また、感染症指定医療機関においては、エボラウイルス疾患の患者を受け入れる可能性があることを前提に、感染予防対策を入念に考えておく必要がある。この点、1987年にラッサ熱の患者を受け入れた経験を持つ東京都保健医療公社荏原病院は、一種感染症患者受け入れに当たっての手順を具体的に検討した資料を作成しており、一部がインターネット上で確認できる。国の手引書などとあわせて参考にすることをお勧めしたい。加えて、一旦受け入れた後は、一時的に他院への転院希望患者が急増することを前提として、医業収益の悪化に備えた財務上の対策が必要ではないかと考える。
おわりに
国内で次々と新型インフルエンザ発症者が確認されていた2009年5月21日、九州薬害HIV訴訟の原告団弁護団が連名で発表したアピールに以下の一文がある。感染症の流行があるたびに、私が思い起こすようにしている言葉であり、ご紹介しておきたい。

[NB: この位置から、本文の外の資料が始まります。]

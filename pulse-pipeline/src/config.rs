//! Dashboard configuration document.
//!
//! ```yaml
//! thresholds:
//!   revenue_drop_pct: 20
//! email_settings:
//!   from_email: dashboard@company.com
//!   to_emails: [ceo@company.com]
//!   dashboard_url: https://bi.company.com
//! heuristics:
//!   visitors_per_boutique_per_day: 120
//! ```
//!
//! Every section and key is optional. A missing file means all defaults.

use std::path::Path;

use serde::{Deserialize, Serialize};

use pulse_metrics::thresholds::{Heuristics, ThresholdConfig};

use crate::error::ConfigError;

/// Recipients and links for the alert summary.
#[derive(Clone, Debug, PartialEq, Serialize, Deserialize)]
pub struct EmailSettings {
    #[serde(default = "default_from_email")]
    pub from_email: String,
    #[serde(default)]
    pub to_emails: Vec<String>,
    #[serde(default = "default_dashboard_url")]
    pub dashboard_url: String,
}

fn default_from_email() -> String {
    "dashboard@company.com".to_string()
}

fn default_dashboard_url() -> String {
    "#".to_string()
}

#[derive(Clone, Debug, Default, PartialEq, Serialize, Deserialize)]
#[serde(default)]
pub struct DashboardConfig {
    pub thresholds: ThresholdConfig,
    pub email_settings: Option<EmailSettings>,
    pub heuristics: Heuristics,
}

impl DashboardConfig {
    pub fn from_yaml_str(text: &str, origin: &Path) -> Result<Self, ConfigError> {
        // An empty document is valid and means "all defaults".
        if text.trim().is_empty() {
            return Ok(Self::default());
        }
        let config: Self = serde_yaml::from_str(text).map_err(|source| ConfigError::Parse {
            path: origin.to_path_buf(),
            source,
        })?;
        config.validate(origin)?;
        Ok(config)
    }

    /// Trailing windows must cover at least one day.
    fn validate(&self, origin: &Path) -> Result<(), ConfigError> {
        let windows = [
            ("boutique_window_days", self.heuristics.boutique_window_days),
            ("turnover_window_days", self.heuristics.turnover_window_days),
        ];
        for (key, days) in windows {
            if days < 1 {
                return Err(ConfigError::Invalid {
                    path: origin.to_path_buf(),
                    reason: format!("heuristics.{} must be at least 1, got {}", key, days),
                });
            }
        }
        Ok(())
    }

    /// Load from `path`, falling back to defaults when the file does not exist.
    pub fn load(path: &Path) -> Result<Self, ConfigError> {
        let text = match std::fs::read_to_string(path) {
            Ok(text) => text,
            Err(e) if e.kind() == std::io::ErrorKind::NotFound => {
                log::warn!(
                    "configuration file {} not found, using default settings",
                    path.display()
                );
                return Ok(Self::default());
            }
            Err(source) => {
                return Err(ConfigError::Read {
                    path: path.to_path_buf(),
                    source,
                })
            }
        };
        let config = Self::from_yaml_str(&text, path)?;
        log::info!("loaded configuration from {}", path.display());
        Ok(config)
    }
}

#[cfg(test)]
mod tests {
    use super::*;

    fn parse(text: &str) -> DashboardConfig {
        DashboardConfig::from_yaml_str(text, Path::new("config.yaml")).unwrap()
    }

    #[test]
    fn partial_thresholds_merge_over_defaults() {
        let config = parse("thresholds:\n  revenue_drop_pct: 30\n");
        assert_eq!(config.thresholds.revenue_drop_pct, 30.0);
        assert_eq!(config.thresholds.inventory_turnover_min, 2.0);
        assert!(config.email_settings.is_none());
        assert_eq!(config.heuristics, Heuristics::default());
    }

    #[test]
    fn unknown_threshold_keys_are_skipped() {
        let config = parse("thresholds:\n  revenue_drop_pct: 22.5\n  revenu_drop_pct: 99\n");
        assert_eq!(config.thresholds.revenue_drop_pct, 22.5);
        assert_eq!(
            config.thresholds,
            ThresholdConfig {
                revenue_drop_pct: 22.5,
                ..ThresholdConfig::default()
            }
        );
    }

    #[test]
    fn serialized_config_reads_back() {
        let config = DashboardConfig {
            thresholds: ThresholdConfig {
                shrinkage_rate_max: 3.0,
                ..ThresholdConfig::default()
            },
            ..DashboardConfig::default()
        };
        let text = serde_yaml::to_string(&config).unwrap();
        assert_eq!(parse(&text), config);
    }

    #[test]
    fn email_settings_fill_missing_keys() {
        let config = parse("email_settings:\n  to_emails: [a@x.com, b@x.com]\n");
        let email = config.email_settings.unwrap();
        assert_eq!(email.from_email, "dashboard@company.com");
        assert_eq!(email.to_emails.len(), 2);
        assert_eq!(email.dashboard_url, "#");
    }

    #[test]
    fn empty_document_is_default() {
        assert_eq!(parse(""), DashboardConfig::default());
    }

    #[test]
    fn missing_file_is_default() {
        let config = DashboardConfig::load(Path::new("/no/such/dir/config.yaml")).unwrap();
        assert_eq!(config, DashboardConfig::default());
    }

    #[test]
    fn malformed_yaml_is_an_error() {
        let err = DashboardConfig::from_yaml_str("thresholds: [1, 2", Path::new("bad.yaml"));
        assert!(matches!(err, Err(ConfigError::Parse { .. })));
    }

    #[test]
    fn non_positive_window_is_rejected() {
        let err = DashboardConfig::from_yaml_str(
            "heuristics:\n  turnover_window_days: 0\n",
            Path::new("config.yaml"),
        )
        .unwrap_err();
        assert!(matches!(err, ConfigError::Invalid { .. }));
        assert!(err.to_string().contains("turnover_window_days"));
    }

    #[test]
    fn very_long_window_is_accepted() {
        let config = parse("heuristics:\n  boutique_window_days: 100000000\n");
        assert_eq!(config.heuristics.boutique_window_days, 100_000_000);
    }

    #[test]
    fn heuristics_are_configurable() {
        let config = parse("heuristics:\n  visitors_per_boutique_per_day: 120\n");
        assert_eq!(config.heuristics.visitors_per_boutique_per_day, 120);
        assert_eq!(config.heuristics.boutique_window_days, 7);
    }
}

「感染者は、何よりもまず『治療を必要としている患者』として扱われるべきであり、『社会防衛の対象となる感染源』として扱われるべきではありません。感染源としての扱いは、感染者が医療にアクセスすることを妨げ、結果的には感染者の潜伏に繋がります」。
感染症の問題が社会でクローズアップされるたびに、罹患した人間を社会から一旦切り離すことで、社会全体の安全性を確保するべきであり、これが現実的な対応であるとする論者が増え、社会にもその考え方を広く受け入れる土壌がある。しかし、実際には感染、発症した人が医療から遠ざかり、結果として社会により大きなリスクをもたらすのではないかとする警告である。
2002年の急性重症呼吸器症候群(SARS)や2009年の新型インフルエンザの流行時にも企業の対策手法をめぐって人権上の問題指摘があったと聞いている。今回の対応に当たって、このような指摘を受けることがないよう、慎重な検討が望まれる。